Маятник жизни моей... 1930–1954 - читать онлайн книгу. Автор: Варвара Малахиева-Мирович cтр.№ 203

читать книги онлайн бесплатно
 
 

Онлайн книга - Маятник жизни моей... 1930–1954 | Автор книги - Варвара Малахиева-Мирович

Cтраница 203
читать онлайн книги бесплатно

(Так беседуем мы – уже который год! с Анной. И так, по ошибке, я вздумала беседовать с Ольгой, которая на тридцать лет моложе меня.)

Тут я вспомнила, с какой горечью в сергиевские дни однажды воскликнула мать: “Ты говоришь (это ко мне) – я ворчу, брюзжу, а того не подумаешь, что нет у меня моей Ани (это была давно умершая ее подруга).

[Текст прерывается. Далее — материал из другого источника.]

use anyhow::{bail, Result};
use reqwest::Method;
use serde::Deserialize;
use serde_json::json;

use super::http::ApiTransport;

const PAGE_LIMIT: usize = 1000;

/// Tag namespace in Global Tagging.
#[derive(Debug, Clone, Copy, PartialEq, Eq, Default)]
pub enum TagType {
    #[default]
    User,
    Access,
    Service,
}

impl TagType {
    pub fn as_str(self) -> &'static str {
        match self {
            TagType::User => "user",
            TagType::Access => "access",
            TagType::Service => "service",
        }
    }
}

impl std::str::FromStr for TagType {
    type Err = anyhow::Error;

    fn from_str(s: &str) -> Result<Self> {
        match s {
            "user" => Ok(TagType::User),
            "access" => Ok(TagType::Access),
            "service" => Ok(TagType::Service),
            other => bail!("Unknown tag type '{}'. Expected user, access or service", other),
        }
    }
}

#[derive(Debug, Deserialize)]
struct TagList {
    #[serde(default)]
    total_count: Option<usize>,
    #[serde(default)]
    items: Vec<TagItem>,
}

#[derive(Debug, Deserialize)]
struct TagItem {
    name: String,
}

#[derive(Debug, Deserialize)]
struct TagResults {
    #[serde(default)]
    results: Vec<TagResultItem>,
}

#[derive(Debug, Deserialize)]
struct TagResultItem {
    #[serde(default)]
    resource_id: Option<String>,
    #[serde(default)]
    is_error: bool,
}

/// Client for the Global Tagging v3 API.
#[derive(Debug, Clone)]
pub struct GlobalTaggingClient {
    transport: ApiTransport,
    base_url: String,
}

impl GlobalTaggingClient {
    pub fn new(transport: ApiTransport, endpoint: &str) -> Self {
        Self {
            transport,
            base_url: format!("{}/v3", endpoint.trim_end_matches('/')),
        }
    }

    /// Names of all tags of `tag_type` attached to a resource, across pages.
    pub async fn list_attached(&self, resource_id: &str, tag_type: TagType) -> Result<Vec<String>> {
        let url = ApiTransport::url(&self.base_url, &["tags"])?;
        let mut names = Vec::new();
        let mut offset = 0usize;

        loop {
            let mut query = vec![
                ("attached_to", resource_id.to_string()),
                ("tag_type", tag_type.as_str().to_string()),
                ("offset", offset.to_string()),
                ("limit", PAGE_LIMIT.to_string()),
            ];
            if tag_type == TagType::User {
                query.push(("providers", "ghost".to_string()));
            }

            let page: TagList = self
                .transport
                .send(Method::GET, url.clone(), &query, None, "list tags")
                .await?;
            let fetched = page.items.len();
            names.extend(page.items.into_iter().map(|t| t.name));
            offset += fetched;

            let total = page.total_count.unwrap_or(offset);
            if fetched < PAGE_LIMIT || offset >= total {
                break;
            }
        }

        Ok(names)
    }

    pub async fn attach(&self, resource_id: &str, tags: &[String], tag_type: TagType) -> Result<()> {
        self.update_tags("attach", resource_id, tags, tag_type).await
    }

    pub async fn detach(&self, resource_id: &str, tags: &[String], tag_type: TagType) -> Result<()> {
        self.update_tags("detach", resource_id, tags, tag_type).await
    }

    async fn update_tags(
        &self,
        action: &str,
        resource_id: &str,
        tags: &[String],
        tag_type: TagType,
    ) -> Result<()> {
        if tags.is_empty() {
            return Ok(());
        }
        let url = ApiTransport::url(&self.base_url, &["tags", action])?;
        let query = [("tag_type", tag_type.as_str().to_string())];
        let body = json!({
            "resources": [{ "resource_id": resource_id }],
            "tag_names": tags,
        });
        let operation = format!("{} tags", action);
        let results: TagResults = self
            .transport
            .send(Method::POST, url, &query, Some(&body), &operation)
            .await?;

        let failed: Vec<String> = results
            .results
            .into_iter()
            .filter(|r| r.is_error)
            .map(|r| r.resource_id.unwrap_or_else(|| resource_id.to_string()))
            .collect();
        if !failed.is_empty() {
            bail!(
                "Failed to {} tags [{}] on {}",
                action,
                tags.join(", "),
                failed.join(", ")
            );
        }
        Ok(())
    }
}
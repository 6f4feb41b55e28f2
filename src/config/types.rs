use serde::Deserialize;
use std::collections::HashMap;
use std::time::Duration;

use crate::capability::{AllowlistEntry, AutoScaling, GroupResourceKind};
use crate::validation::{DatabaseUser, UserType};

// ─── Provider Settings ──────────────────────────────────────────────────────

/// Provider-level settings, read from `icd.yaml` and overlaid with environment variables.
#[derive(Debug, Clone, Deserialize)]
#[serde(default)]
pub struct Settings {
    pub region: String,
    /// Name of the environment variable holding the IAM API key.
    pub api_key_env: String,
    pub endpoints: Endpoints,
    pub retry: RetrySettings,
    pub timeouts: TimeoutSettings,
    /// Resource address (e.g. `ibm_database.postgres`) to deployment CRN.
    pub instances: HashMap<String, String>,
    /// Local file recording user and admin password fingerprints after apply.
    pub state_file: String,
}

impl Default for Settings {
    fn default() -> Self {
        Self {
            region: "us-south".to_string(),
            api_key_env: "IC_API_KEY".to_string(),
            endpoints: Endpoints::default(),
            retry: RetrySettings::default(),
            timeouts: TimeoutSettings::default(),
            instances: HashMap::new(),
            state_file: "icd-state.json".to_string(),
        }
    }
}

impl Settings {
    /// The Cloud Databases endpoint, derived from the region unless configured.
    pub fn databases_endpoint(&self) -> String {
        match &self.endpoints.databases {
            Some(url) => url.trim_end_matches('/').to_string(),
            None => format!("https://api.{}.databases.cloud.ibm.com", self.region),
        }
    }

    pub fn instance_id(&self, address: &str) -> Option<&str> {
        self.instances.get(address).map(|s| s.as_str())
    }
}

#[derive(Debug, Clone, Deserialize)]
#[serde(default)]
pub struct Endpoints {
    pub databases: Option<String>,
    pub tagging: String,
    pub iam: String,
}

impl Default for Endpoints {
    fn default() -> Self {
        Self {
            databases: None,
            tagging: "https://tags.global-search-tagging.cloud.ibm.com".to_string(),
            iam: "https://iam.cloud.ibm.com".to_string(),
        }
    }
}

#[derive(Debug, Clone, Deserialize)]
#[serde(default)]
pub struct RetrySettings {
    pub max_retries: u32,
    pub base_delay_ms: u64,
}

impl Default for RetrySettings {
    fn default() -> Self {
        Self {
            max_retries: 3,
            base_delay_ms: 500,
        }
    }
}

#[derive(Debug, Clone, Deserialize)]
#[serde(default)]
pub struct TimeoutSettings {
    pub task_poll_interval_secs: u64,
    pub update_timeout_secs: u64,
}

impl Default for TimeoutSettings {
    fn default() -> Self {
        Self {
            task_poll_interval_secs: 10,
            update_timeout_secs: 7200,
        }
    }
}

impl TimeoutSettings {
    pub fn poll_interval(&self) -> Duration {
        Duration::from_secs(self.task_poll_interval_secs)
    }

    pub fn update_timeout(&self) -> Duration {
        Duration::from_secs(self.update_timeout_secs)
    }
}

// ─── Desired State (parsed from .tf files) ──────────────────────────────────

/// Desired state of one `ibm_database` resource.
#[derive(Debug, Clone, Default)]
pub struct DatabaseResourceConfig {
    pub name: String,
    pub service: Option<String>,
    pub plan: Option<String>,
    pub location: Option<String>,
    pub version: Option<String>,
    pub version_upgrade_skip_backup: bool,
    pub admin_password: Option<String>,
    pub users: Vec<UserConfig>,
    pub groups: Vec<GroupConfig>,
    /// `None` when the configuration does not manage the allowlist.
    pub allowlist: Option<Vec<AllowlistEntry>>,
    /// Auto-scaling for the `member` group.
    pub auto_scaling: Option<AutoScaling>,
    /// `None` when the configuration does not manage tags at all.
    pub tags: Option<Vec<String>>,
    /// Attributes whose value is not a literal and cannot be known before apply.
    pub unknown_attributes: Vec<String>,
    pub source_file: String,
}

impl DatabaseResourceConfig {
    pub const RESOURCE_TYPE: &'static str = "ibm_database";

    pub fn address(&self) -> String {
        format!("{}.{}", Self::RESOURCE_TYPE, self.name)
    }

    /// True when some `users` block could not be read, so the full user set is unknown.
    pub fn has_unknown_users(&self) -> bool {
        self.unknown_attributes.iter().any(|a| a.starts_with("users."))
    }
}

/// A `users {}` block.
#[derive(Debug, Clone, Default, PartialEq, Eq)]
pub struct UserConfig {
    pub name: String,
    pub password: String,
    pub user_type: String,
    pub role: Option<String>,
}

impl UserConfig {
    pub fn to_user(&self) -> DatabaseUser {
        DatabaseUser {
            username: self.name.clone(),
            password: self.password.clone(),
            user_type: UserType::from(self.user_type.as_str()),
            role: self.role.clone(),
        }
    }
}

/// A `group {}` block. Memory, disk and cpu are per-member values.
#[derive(Debug, Clone, Default, PartialEq, Eq)]
pub struct GroupConfig {
    pub group_id: String,
    pub members: Option<i64>,
    pub memory_mb: Option<i64>,
    pub disk_mb: Option<i64>,
    pub cpu_count: Option<i64>,
    pub host_flavor: Option<String>,
}

impl GroupConfig {
    pub fn requested(&self, kind: GroupResourceKind) -> Option<i64> {
        match kind {
            GroupResourceKind::Members => self.members,
            GroupResourceKind::Memory => self.memory_mb,
            GroupResourceKind::Disk => self.disk_mb,
            GroupResourceKind::Cpu => self.cpu_count,
        }
    }
}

Или хоть какого-нибудь по возрасту подходящего человека, с кем бы я могла поговорить о том, как живется на старости лет, когда себе и другим в тягость”.

11 января

“Я знаю только одно, что ничего этого уже не нужно” (Леонилла в ночь Нового года с невеселым, усталым лицом, убирая со стола бокалы и бутылки шампанского, остатки тортов, мандаринную кожицу и ореховую скорлупу).

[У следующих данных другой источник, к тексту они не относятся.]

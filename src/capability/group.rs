use std::fmt;

use serde::{Deserialize, Deserializer};

/// A scalable dimension of a deployment group.
#[derive(Debug, Clone, Copy, PartialEq, Eq, Hash)]
pub enum GroupResourceKind {
    Members,
    Memory,
    Disk,
    Cpu,
}

impl GroupResourceKind {
    pub const ALL: [GroupResourceKind; 4] = [
        GroupResourceKind::Members,
        GroupResourceKind::Memory,
        GroupResourceKind::Disk,
        GroupResourceKind::Cpu,
    ];

    pub fn name(self) -> &'static str {
        match self {
            GroupResourceKind::Members => "members",
            GroupResourceKind::Memory => "memory",
            GroupResourceKind::Disk => "disk",
            GroupResourceKind::Cpu => "cpu",
        }
    }

    /// Attribute name used by the API and in HCL for this dimension's allocation.
    pub fn allocation_key(self) -> &'static str {
        match self {
            GroupResourceKind::Members | GroupResourceKind::Cpu => "allocation_count",
            GroupResourceKind::Memory | GroupResourceKind::Disk => "allocation_mb",
        }
    }

    /// Members are counted per group; everything else is reported as a group total.
    fn is_per_member(self) -> bool {
        !matches!(self, GroupResourceKind::Members)
    }
}

impl fmt::Display for GroupResourceKind {
    fn fmt(&self, f: &mut fmt::Formatter<'_>) -> fmt::Result {
        write!(f, "{}", self.name())
    }
}

/// Scaling metadata for one dimension of a group.
#[derive(Debug, Clone, PartialEq, Eq, Default)]
pub struct GroupResource {
    pub units: String,
    pub allocation: i64,
    pub minimum: i64,
    pub maximum: i64,
    pub step_size: i64,
    pub is_adjustable: bool,
    pub is_optional: bool,
    pub can_scale_down: bool,
    pub cpu_enforcement_ratio_mb: i64,
    pub cpu_enforcement_ratio_ceiling_mb: i64,
}

impl GroupResource {
    fn divided_by(&self, count: i64) -> Self {
        Self {
            allocation: self.allocation / count,
            minimum: self.minimum / count,
            maximum: self.maximum / count,
            step_size: self.step_size / count,
            ..self.clone()
        }
    }
}

/// Wire shape of a group resource. Count-based dimensions use `*_count`
/// fields, size-based dimensions use `*_mb`.
#[derive(Debug, Deserialize)]
struct RawGroupResource {
    #[serde(default)]
    units: String,
    allocation_count: Option<i64>,
    allocation_mb: Option<i64>,
    minimum_count: Option<i64>,
    minimum_mb: Option<i64>,
    maximum_count: Option<i64>,
    maximum_mb: Option<i64>,
    step_size_count: Option<i64>,
    step_size_mb: Option<i64>,
    #[serde(default)]
    is_adjustable: bool,
    #[serde(default)]
    is_optional: bool,
    #[serde(default)]
    can_scale_down: bool,
    #[serde(default)]
    cpu_enforcement_ratio_mb: i64,
    #[serde(default)]
    cpu_enforcement_ratio_ceiling_mb: i64,
}

impl From<RawGroupResource> for GroupResource {
    fn from(raw: RawGroupResource) -> Self {
        Self {
            units: raw.units,
            allocation: raw.allocation_count.or(raw.allocation_mb).unwrap_or(0),
            minimum: raw.minimum_count.or(raw.minimum_mb).unwrap_or(0),
            maximum: raw.maximum_count.or(raw.maximum_mb).unwrap_or(0),
            step_size: raw.step_size_count.or(raw.step_size_mb).unwrap_or(0),
            is_adjustable: raw.is_adjustable,
            is_optional: raw.is_optional,
            can_scale_down: raw.can_scale_down,
            cpu_enforcement_ratio_mb: raw.cpu_enforcement_ratio_mb,
            cpu_enforcement_ratio_ceiling_mb: raw.cpu_enforcement_ratio_ceiling_mb,
        }
    }
}

impl<'de> Deserialize<'de> for GroupResource {
    fn deserialize<D>(deserializer: D) -> Result<Self, D::Error>
    where
        D: Deserializer<'de>,
    {
        RawGroupResource::deserialize(deserializer).map(GroupResource::from)
    }
}

#[derive(Debug, Clone, PartialEq, Eq, Deserialize)]
pub struct HostFlavor {
    pub id: String,
    #[serde(default)]
    pub name: Option<String>,
    #[serde(default)]
    pub hosting_size: Option<String>,
}

/// A named cluster of members within a deployment.
#[derive(Debug, Clone, PartialEq, Eq, Deserialize)]
pub struct Group {
    pub id: String,
    #[serde(default)]
    pub count: i64,
    pub members: Option<GroupResource>,
    pub memory: Option<GroupResource>,
    pub disk: Option<GroupResource>,
    pub cpu: Option<GroupResource>,
    #[serde(default)]
    pub host_flavor: Option<HostFlavor>,
}

impl Group {
    pub fn resource(&self, kind: GroupResourceKind) -> Option<&GroupResource> {
        match kind {
            GroupResourceKind::Members => self.members.as_ref(),
            GroupResourceKind::Memory => self.memory.as_ref(),
            GroupResourceKind::Disk => self.disk.as_ref(),
            GroupResourceKind::Cpu => self.cpu.as_ref(),
        }
    }

    /// Number of members, preferring the members dimension over the group count.
    pub fn member_count(&self) -> i64 {
        self.members
            .as_ref()
            .map(|m| m.allocation)
            .filter(|c| *c > 0)
            .unwrap_or(self.count)
    }

    /// Express memory, disk and cpu as per-member values, the unit users
    /// write in configuration. The members dimension is left untouched.
    pub fn per_member(&self) -> Group {
        let count = self.member_count();
        if count <= 1 {
            return self.clone();
        }
        let scale = |kind: GroupResourceKind, r: &Option<GroupResource>| {
            r.as_ref().map(|res| {
                if kind.is_per_member() {
                    res.divided_by(count)
                } else {
                    res.clone()
                }
            })
        };
        Group {
            id: self.id.clone(),
            count: self.count,
            members: scale(GroupResourceKind::Members, &self.members),
            memory: scale(GroupResourceKind::Memory, &self.memory),
            disk: scale(GroupResourceKind::Disk, &self.disk),
            cpu: scale(GroupResourceKind::Cpu, &self.cpu),
            host_flavor: self.host_flavor.clone(),
        }
    }
}
use std::fmt;
use std::net::IpAddr;

use serde::{Deserialize, Serialize};

/// An IP address or CIDR range permitted to connect to a deployment.
#[derive(Debug, Clone, PartialEq, Eq, Hash, Serialize, Deserialize)]
pub struct AllowlistEntry {
    pub address: String,
    #[serde(default)]
    pub description: String,
}

impl AllowlistEntry {
    pub fn new(address: &str, description: &str) -> Self {
        Self {
            address: address.to_string(),
            description: description.to_string(),
        }
    }

    /// Problems with the entry, in the order they are checked.
    pub fn violations(&self) -> Vec<String> {
        let mut violations = Vec::new();
        if !is_cidr(&self.address) {
            violations.push(format!(
                "allowlist address {} must be an IP address or CIDR range",
                self.address
            ));
        }
        let len = self.description.chars().count();
        if !(1..=32).contains(&len) {
            violations.push(format!(
                "allowlist description for {} must be between 1 and 32 characters",
                self.address
            ));
        }
        violations
    }
}

impl fmt::Display for AllowlistEntry {
    fn fmt(&self, f: &mut fmt::Formatter<'_>) -> fmt::Result {
        write!(f, "{} ({})", self.address, self.description)
    }
}

/// A bare address, or an address followed by a prefix length valid for its family.
fn is_cidr(value: &str) -> bool {
    let (addr, prefix) = match value.split_once('/') {
        Some((addr, prefix)) => (addr, Some(prefix)),
        None => (value, None),
    };
    let Ok(ip) = addr.parse::<IpAddr>() else {
        return false;
    };
    let max = if ip.is_ipv4() { 32 } else { 128 };
    match prefix {
        None => true,
        Some(p) => p.parse::<u8>().is_ok_and(|bits| bits <= max),
    }
}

Ульяна [709] (мне): “Погадайте и мне, Варвара Григорьевна, по вашим записочкам”.

– Ну, тащите записку, – говорю нерешительно, вспоминая, что среди билетов на каждом шагу “литература и философия”. (В чем упрекнул меня 50 лет тому назад гимназист, подосланный шпионить за мной и Львом Шестовым, когда я бродила с ним и с детьми его сестры в парке. Я была гувернанткой в этом доме, и родным Льва Шестова хотелось дознаться, на какие темы может брат хозяйки, философ и богатый жених беседовать часами с “бонной, гоей, оборванкой”…)

Но я очень отвлеклась от новогоднего гаданья в мемуарную даль. Что поделаешь! “Погода к осени дождливей, а люди к старости болтливей” [710]. Но вот передо мной Ульяна, вытащившая билет. Читаю:

Тоню тяни,
Рыбу лови,
Уху вари,
Гостей корми.

Она подозрительно смотрит на меня: “Как это так вынулось? Вы ведь не выбирали”.

– На то гаданье.

Тащит билет из другого мешка: “Холоден снег, да озимь от мороза укрывает”.

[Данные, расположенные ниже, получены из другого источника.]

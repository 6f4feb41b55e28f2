//! Local record of credentials applied to each deployment.

pub mod models;
pub mod store;

pub use models::{fingerprint, ResourceState, StateFile, UserRecord};
pub use store::StateStore;
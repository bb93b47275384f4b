//! This module provides the in-memory collection of events
//!
//! The store can optionally be backed by a JSON file, see [`EventStore::from_file`] and [`EventStore::save_to_file`].

use std::convert::TryFrom;
use std::path::{Path, PathBuf};
use std::error::Error;
use std::fmt::{Display, Formatter};

use serde::{Deserialize, Serialize};
use chrono::NaiveDate;

use crate::event::{Event, EventId, EventTime};


/// Reasons why an event can be refused
#[derive(Clone, Copy, Debug, PartialEq, Eq)]
pub enum ValidationError {
    /// The title is empty, or only contains whitespace
    EmptyTitle,
    /// The event form was submitted while it was not open
    FormClosed,
}

impl Display for ValidationError {
    fn fmt(&self, f: &mut Formatter<'_>) -> Result<(), std::fmt::Error> {
        match self {
            ValidationError::EmptyTitle => write!(f, "Event title must not be empty"),
            ValidationError::FormClosed => write!(f, "The event form is not open"),
        }
    }
}

impl Error for ValidationError {}


/// Where an unreadable events file is moved to: `<path>.bak`, or `<path>.bak.N` if that one is taken already
pub fn backup_path(path: &Path) -> PathBuf {
    let mut name = path.as_os_str().to_os_string();
    name.push(".bak");
    let base = PathBuf::from(name);

    let mut candidate = base.clone();
    let mut n = 1;
    while candidate.exists() {
        let mut name = base.as_os_str().to_os_string();
        name.push(format!(".{}", n));
        candidate = PathBuf::from(name);
        n += 1;
    }
    candidate
}


/// The collection of every event, in insertion order
#[derive(Clone, Debug, Default, PartialEq, Serialize, Deserialize)]
#[serde(try_from = "StoredEvents")]
pub struct EventStore {
    events: Vec<Event>,
}

/// The serialized form of an [`EventStore`], before its invariants are checked
#[derive(Deserialize)]
struct StoredEvents {
    events: Vec<Event>,
}

impl TryFrom<StoredEvents> for EventStore {
    type Error = String;

    fn try_from(stored: StoredEvents) -> Result<Self, Self::Error> {
        let store = EventStore { events: stored.events };
        if let Some(dup) = store.first_duplicate_id() {
            return Err(format!("event {} is present several times", dup));
        }
        if let Some(blank) = store.events.iter().find(|e| e.title().trim().is_empty()) {
            return Err(format!("event {} has no title", blank.id()));
        }
        Ok(store)
    }
}

impl EventStore {
    /// Create an empty store
    pub fn new() -> Self {
        Self::default()
    }

    /// Initialize a store from the content of a valid backing file if it exists.
    /// Returns an error otherwise
    pub fn from_file(path: &Path) -> Result<Self, Box<dyn Error>> {
        let store: Self = match std::fs::File::open(path) {
            Err(err) => {
                return Err(format!("Unable to open file {:?}: {}", path, err).into());
            },
            Ok(file) => serde_json::from_reader(file)
                .map_err(|err| format!("Invalid events file {:?}: {}", path, err))?,
        };

        log::debug!("Loaded {} events from {:?}", store.len(), path);
        Ok(store)
    }

    /// Load the events of `path`, or start with no events if there is no such file.
    ///
    /// A file that cannot be loaded is renamed (see [`backup_path`]) before an empty store is returned, so that saving this store later does not erase it.
    /// Returns an error when the file can neither be loaded nor moved aside.
    pub fn load_or_set_aside(path: &Path) -> Result<Self, Box<dyn Error>> {
        if path.exists() == false {
            log::debug!("No events file at {:?}, starting with no events", path);
            return Ok(Self::new());
        }

        match Self::from_file(path) {
            Ok(store) => Ok(store),
            Err(err) => {
                let backup = backup_path(path);
                std::fs::rename(path, &backup)
                    .map_err(|rename_err| format!("{}. Unable to move it to {:?}: {}", err, backup, rename_err))?;
                log::warn!("{}. It has been moved to {:?}, starting with no events", err, backup);
                Ok(Self::new())
            },
        }
    }

    /// Store the current events to a file
    pub fn save_to_file(&self, path: &Path) -> Result<(), Box<dyn Error>> {
        if let Some(parent) = path.parent() {
            std::fs::create_dir_all(parent)?;
        }
        let file = std::fs::File::create(path)?;
        serde_json::to_writer(file, self)?;
        log::debug!("Saved {} events to {:?}", self.len(), path);
        Ok(())
    }

    fn first_duplicate_id(&self) -> Option<&EventId> {
        let mut seen = std::collections::HashSet::new();
        self.events.iter()
            .map(|e| e.id())
            .find(|id| seen.insert(*id) == false)
    }


    /// Create a new event and append it.
    ///
    /// This is refused (and nothing changes) when `title` is blank.
    pub fn add(&mut self, title: &str, date: NaiveDate, time: EventTime, description: &str) -> Result<&Event, ValidationError> {
        if title.trim().is_empty() {
            log::debug!("Refusing to add an event with a blank title");
            return Err(ValidationError::EmptyTitle);
        }

        let mut id = EventId::random();
        while self.get(&id).is_some() {
            log::warn!("Event ID {} collides with an existing one, picking another one", id);
            id = EventId::random();
        }

        let event = Event::new(id, title.to_string(), date, time, description.to_string());
        log::info!("Adding event {} \"{}\" on {} at {}", event.id(), event.title(), event.date(), event.time());
        self.events.push(event);

        let last = self.events.len() - 1;
        Ok(&self.events[last])
    }

    /// Remove an event. Unknown IDs are ignored.
    pub fn remove(&mut self, id: &EventId) -> Option<Event> {
        match self.events.iter().position(|e| e.id() == id) {
            None => {
                log::debug!("No event {} to remove", id);
                None
            },
            Some(index) => {
                let removed = self.events.remove(index);
                log::info!("Removed event {} \"{}\"", removed.id(), removed.title());
                Some(removed)
            },
        }
    }

    /// Returns every event that happens on `date`, in insertion order
    pub fn events_on(&self, date: NaiveDate) -> Vec<&Event> {
        self.events.iter()
            .filter(|e| e.is_on(date))
            .collect()
    }

    /// Returns every event, sorted by date.
    ///
    /// Events of the same day keep their insertion order: their time of day is not taken into account.
    pub fn chronological(&self) -> Vec<&Event> {
        let mut sorted: Vec<&Event> = self.events.iter().collect();
        sorted.sort_by_key(|e| e.date());
        sorted
    }

    pub fn get(&self, id: &EventId) -> Option<&Event> {
        self.events.iter().find(|e| e.id() == id)
    }

    /// Iterate over events in insertion order
    pub fn iter(&self) -> impl Iterator<Item = &Event> {
        self.events.iter()
    }

    pub fn len(&self) -> usize {
        self.events.len()
    }

    pub fn is_empty(&self) -> bool {
        self.events.is_empty()
    }
}
//! Host collaborators for preferences: a key-value persistence, and the system color scheme signal

use std::collections::HashMap;
use std::error::Error;
use std::path::{Path, PathBuf};

use crate::config::COLOR_SCHEME_ENV_VAR;

/// An opaque string key-value persistence, that survives across sessions
pub trait KeyValueStorage {
    /// Returns the value stored for `key`, or `None` if nothing was ever stored
    fn get(&self, key: &str) -> Result<Option<String>, Box<dyn Error>>;
    /// Store `value` for `key`, replacing any previous value
    fn set(&mut self, key: &str, value: &str) -> Result<(), Box<dyn Error>>;
}

/// A read-only source telling whether the host prefers a dark color scheme
pub trait SystemPreference {
    fn prefers_dark(&self) -> bool;
}

impl SystemPreference for bool {
    fn prefers_dark(&self) -> bool {
        *self
    }
}

/// Reads the preferred color scheme from the environment (`dark` or `light`)
#[derive(Clone, Copy, Debug, Default)]
pub struct EnvSystemPreference;

impl SystemPreference for EnvSystemPreference {
    fn prefers_dark(&self) -> bool {
        match std::env::var(COLOR_SCHEME_ENV_VAR) {
            Ok(scheme) => scheme.trim().eq_ignore_ascii_case("dark"),
            Err(_) => false,
        }
    }
}



/// A storage that only lives as long as the process
#[derive(Clone, Debug, Default, PartialEq)]
pub struct MemoryStorage {
    values: HashMap<String, String>,
}

impl MemoryStorage {
    pub fn new() -> Self {
        Self::default()
    }
}

impl KeyValueStorage for MemoryStorage {
    fn get(&self, key: &str) -> Result<Option<String>, Box<dyn Error>> {
        Ok(self.values.get(key).cloned())
    }

    fn set(&mut self, key: &str, value: &str) -> Result<(), Box<dyn Error>> {
        self.values.insert(key.to_string(), value.to_string());
        Ok(())
    }
}


/// A storage that keeps every value in its own file, inside a folder
#[derive(Clone, Debug, PartialEq)]
pub struct FileStorage {
    folder: PathBuf,
}

impl FileStorage {
    /// The folder is created on the first write
    pub fn new(folder: &Path) -> Self {
        Self { folder: PathBuf::from(folder) }
    }

    pub fn folder(&self) -> &Path {
        &self.folder
    }

    fn path_for(&self, key: &str) -> PathBuf {
        let file_name = sanitize_filename::sanitize(key);
        self.folder.join(file_name)
    }
}

impl KeyValueStorage for FileStorage {
    fn get(&self, key: &str) -> Result<Option<String>, Box<dyn Error>> {
        let path = self.path_for(key);
        match std::fs::read_to_string(&path) {
            Ok(content) => Ok(Some(content)),
            Err(err) if err.kind() == std::io::ErrorKind::NotFound => Ok(None),
            Err(err) => Err(format!("Unable to read file {:?}: {}", path, err).into()),
        }
    }

    fn set(&mut self, key: &str, value: &str) -> Result<(), Box<dyn Error>> {
        std::fs::create_dir_all(&self.folder)?;
        let path = self.path_for(key);
        std::fs::write(&path, value)
            .map_err(|err| format!("Unable to write file {:?}: {}", path, err))?;
        Ok(())
    }
}


#[cfg(test)]
mod tests {
    use super::*;

    #[test]
    fn memory_storage() {
        let mut storage = MemoryStorage::new();
        assert_eq!(storage.get("darkMode").unwrap(), None);
        storage.set("darkMode", "true").unwrap();
        assert_eq!(storage.get("darkMode").unwrap(), Some("true".to_string()));
        storage.set("darkMode", "false").unwrap();
        assert_eq!(storage.get("darkMode").unwrap(), Some("false".to_string()));
    }

    #[test]
    fn file_storage_persists_across_instances() {
        let dir = tempfile::tempdir().unwrap();
        let folder = dir.path().join("prefs");

        let mut storage = FileStorage::new(&folder);
        assert_eq!(storage.get("darkMode").unwrap(), None);
        storage.set("darkMode", "true").unwrap();

        let reopened = FileStorage::new(&folder);
        assert_eq!(reopened.get("darkMode").unwrap(), Some("true".to_string()));
    }

    #[test]
    fn file_storage_sanitizes_keys() {
        let dir = tempfile::tempdir().unwrap();
        let mut storage = FileStorage::new(dir.path());
        storage.set("../escape/attempt", "value").unwrap();

        assert_eq!(storage.get("../escape/attempt").unwrap(), Some("value".to_string()));
        let entries: Vec<_> = std::fs::read_dir(dir.path()).unwrap().collect();
        assert_eq!(entries.len(), 1);
    }

    #[test]
    fn system_preference_sources() {
        assert!(true.prefers_dark());
        assert!(false.prefers_dark() == false);
    }

    #[test]
    fn color_scheme_from_the_environment() {
        // This is the only test that touches this variable, so there is no race with other tests
        for (value, dark) in &[("dark", true), (" DARK\n", true), ("Dark", true), ("light", false), ("", false), ("darker", false)] {
            std::env::set_var(COLOR_SCHEME_ENV_VAR, value);
            assert_eq!(EnvSystemPreference.prefers_dark(), *dark, "{:?}", value);
        }

        std::env::remove_var(COLOR_SCHEME_ENV_VAR);
        assert!(EnvSystemPreference.prefers_dark() == false);
    }
}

– Снег – это наш холодный дом, – неожиданно поясняет Леонилла. – Но без него было бы еще хуже. Нечего было бы есть, и не дотянули бы до лучших времен.

– Правда, правда, – соглашается Ульяна, тяжело вздыхая и подпирая ладонью щеку.

– Еще билетик! (Тянет людей всех возрастов, всех классов, всех уровней развития к святочному гаданью!)

Достает “Гадкий утенок”. Рассказываю ей вкратце сказку Андерсена. Как просияло угрюмое гориллоподобное лицо из каменного века!

– Это значит, я как будто теперь гаже всех и меньше всех, а придет время, лебедью полечу, высоко летать буду.

Она не пыталась расшифровать, как и почему это может случиться, но в этот момент она вдохновенно верила, что будет летать лебедью над тарасовским холодным домом и над своей участью, варить в нем изо дня в день “уху” для них и для их гостей.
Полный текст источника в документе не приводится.